A junior who has served on the Student Association Senate this year announced his campaign for executive vice president Thursday, running on a platform that prioritizes creating healthier dining options for students.
Sen. Casey Syron, CCAS-U, said the focus of his campaign could come at an opportune time as the University’s contract with its food provider, Sodexo, will expire in 2016.
He said he would work with organizations like the Food Justice Alliance and the Urban Food Task Force to lobby for healthier food options and making those meals more affordable.
Syron would look to implement a swipe system for dining, similar to those used in colleges across the country, where students are charged one fee for eating from a GW vendor instead of paying by the weight of their food.
“I view the nutritional needs of someone who is 5’6″ as vastly different than someone who’s an athlete and 6’5″,” he said. “I don’t really think it’s fair to students that they should pay the same tuition prices or be allotted the same amount of J Street money, or GWorld money for that matter, but also pay the same amount but not necessarily eat the same amount.”
He joins two other executive vice presidential candidates — sophomores Carlo Wood and Spencer Perry — four weeks before the election. That makes him the oldest candidate to run for the SA’s No. 2 post, in which, aside from advocating for student needs, he would lead the SA Senate.
As executive vice president, Syron said he would also try to allow students to utilize free counseling sessions at any point during their college careers. The University allots students six free sessions a year, which comes to 24 free sessions if they complete their degrees in four years. He said students should be able to use those 24 sessions whenever they need them, instead of having to portion them across the years they plan to be on campus.
“I think the University needs to take a more holistic approach to everything, and right now we need more to focus on mental health,” he said.
The political science major said he will also work with administrators to expand the boundaries for 4-RIDE, although he is not sure by how much or in which areas. He said he would meet representatives from GW and D.C. police to determine which areas around campus are the most dangerous at night and make sure 4-RIDE services them.
“It’s not fair for the students who can’t afford to live on campus or live near Foggy Bottom to have to worry about walking home at 2 a.m. after they finish a paper in Gelman,” Syron said.
Syron said he will also focus on implementing mandatory sexual violence education for GW students. He was one of 11 senators who co-sponsored a bill about the issue that passed the SA Senate on Monday.
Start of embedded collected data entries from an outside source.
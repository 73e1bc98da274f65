//! What an object lets its wielder do.
//!
//! Objects advertise verb expressions through their `ACTIONS`
//! attribute. [`possible_actions`] turns each expression into a ready
//! [`Action`] whose modifier slots are pre-filled from the provider's
//! own attributes, one slot per sub-verb. [`interact`] builds the
//! conversational equivalent for an NPC: a throwaway object offering
//! one `VERBAL` action per advertised topic.

use fracas_foundation::keys::{
    ACCURACY, ACTIONS, DAMAGE, INTERACTIONS, POWER, STACKS, VERBAL,
};
use fracas_foundation::{Error, Result, Value};
use fracas_world::{Entity, EntityId, Kind, World};

use crate::action::Action;

/// Builds the actions `provider` offers, one per `ACTIONS` entry.
///
/// Attack sub-verbs read the provider's `ACCURACY` (plus sub-type
/// bonus) and its most specific `DAMAGE`; condition sub-verbs read
/// `POWER` (plus per-verb bonus) and the most specific `STACKS`.
/// Missing damage falls back to 0, missing stacks to 1.
///
/// # Errors
///
/// Returns a type error when an `ACTIONS` entry is not text, and
/// anything attribute lookups can raise.
pub fn possible_actions(world: &World, provider: EntityId) -> Result<Vec<Action>> {
    let Some(advertised) = world.attr(provider, ACTIONS) else {
        return Ok(Vec::new());
    };

    let mut actions = Vec::new();
    for entry in advertised.items() {
        let Some(expression) = entry.as_str() else {
            return Err(Error::type_mismatch("text", entry.type_name()));
        };
        actions.push(offered_action(world, provider, expression)?);
    }
    Ok(actions)
}

/// One ready-to-use action for one advertised verb expression.
fn offered_action(world: &World, provider: EntityId, expression: &str) -> Result<Action> {
    let mut action = Action::new(provider, expression);

    let mut accuracies = Vec::new();
    let mut damages = Vec::new();
    let mut powers = Vec::new();
    let mut stacks = Vec::new();
    for sub in action.verb().sub_verbs() {
        if sub.is_attack() {
            let mut accuracy = world.attr_int(provider, ACCURACY)?;
            if let Some(subtype) = sub.subtype() {
                accuracy += world.attr_int(provider, &format!("{ACCURACY}.{subtype}"))?;
            }
            accuracies.push(Value::Int(accuracy));

            let specific = sub
                .subtype()
                .and_then(|subtype| world.attr(provider, &format!("{DAMAGE}.{subtype}")));
            let damage = specific
                .or_else(|| world.attr(provider, DAMAGE))
                .cloned()
                .unwrap_or(Value::Int(0));
            damages.push(damage);
        } else {
            let power = world.attr_int(provider, POWER)?
                + world.attr_int(provider, &format!("{POWER}.{full}", full = sub.full()))?;
            powers.push(Value::Int(power));

            let per_verb = world.attr(provider, &format!("{STACKS}.{full}", full = sub.full()));
            let stack = per_verb
                .or_else(|| world.attr(provider, STACKS))
                .cloned()
                .unwrap_or(Value::Int(1));
            stacks.push(stack);
        }
    }

    if !accuracies.is_empty() {
        action.set(ACCURACY, Value::List(accuracies));
    }
    if !damages.is_empty() {
        action.set(DAMAGE, Value::List(damages));
    }
    if !powers.is_empty() {
        action.set(POWER, Value::List(powers));
    }
    if !stacks.is_empty() {
        action.set(STACKS, Value::List(stacks));
    }
    Ok(action)
}

/// Opens a conversation with `npc` on behalf of `requester`.
///
/// Spawns a transient object advertising one `VERBAL.<topic>` action
/// per entry in the NPC's `INTERACTIONS`. An NPC with nothing to say
/// yields an object with no actions at all.
pub fn interact(world: &mut World, npc: EntityId, requester: EntityId) -> EntityId {
    let name = format!("interactions w/{}", world.name(requester));
    let topics = world.attr(npc, INTERACTIONS).map(|value| {
        value
            .items()
            .map(|topic| Value::from(format!("{VERBAL}.{topic}")))
            .collect::<Vec<Value>>()
    });

    let container = world.spawn(Entity::new(name, Kind::Prop));
    if let Some(topics) = topics {
        world.set_attr(container, ACTIONS, Value::List(topics));
    }
    container
}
The measure will put whether the University should create required sexual violence education training at Colonial Inauguration to a student-wide vote on next month’s ballot.
Like the other candidates so far, Syron is established on campus. This fall, his fraternity, Delta Tau Delta, raised $24,000 through its philanthropy to help cover medical expenses for Syron’s father, who was fighting cancer for the fourth time. His father died earlier this year.
The Illinois native is his fraternity’s treasurer, as well as a member of Allied in Pride and the College Republicans. In the past, he has participated in the Fourteenth Grade Players and the GW Taekwondo Club. He said he is one level away from receiving his black belt.
Syron was a child actor, working as what he called a “husky” model for Gap Kids and playing a bully to Jason Segel’s character in a failed Billy Madison sequel. He will return to the screen as an extra in the third season of “House of Cards,” which will be released Friday.
He said his time on the SA Senate has taught him how to best work with other senators, a skill he would need as the body’s leader. Syron said he would aim to see more major legislation come out of the senate instead of resolutions that tack onto initiatives already launched by the SA president.
Executive Vice President Avra Bossov has called for more organization and preparation among senators this year after several meetings spiraled into confusion and sometimes hostile debates.
“If elected, I’d be largely focused on trying to make the SA Senate more functional because when it’s functional, we can truly do great things for the student body,” he said.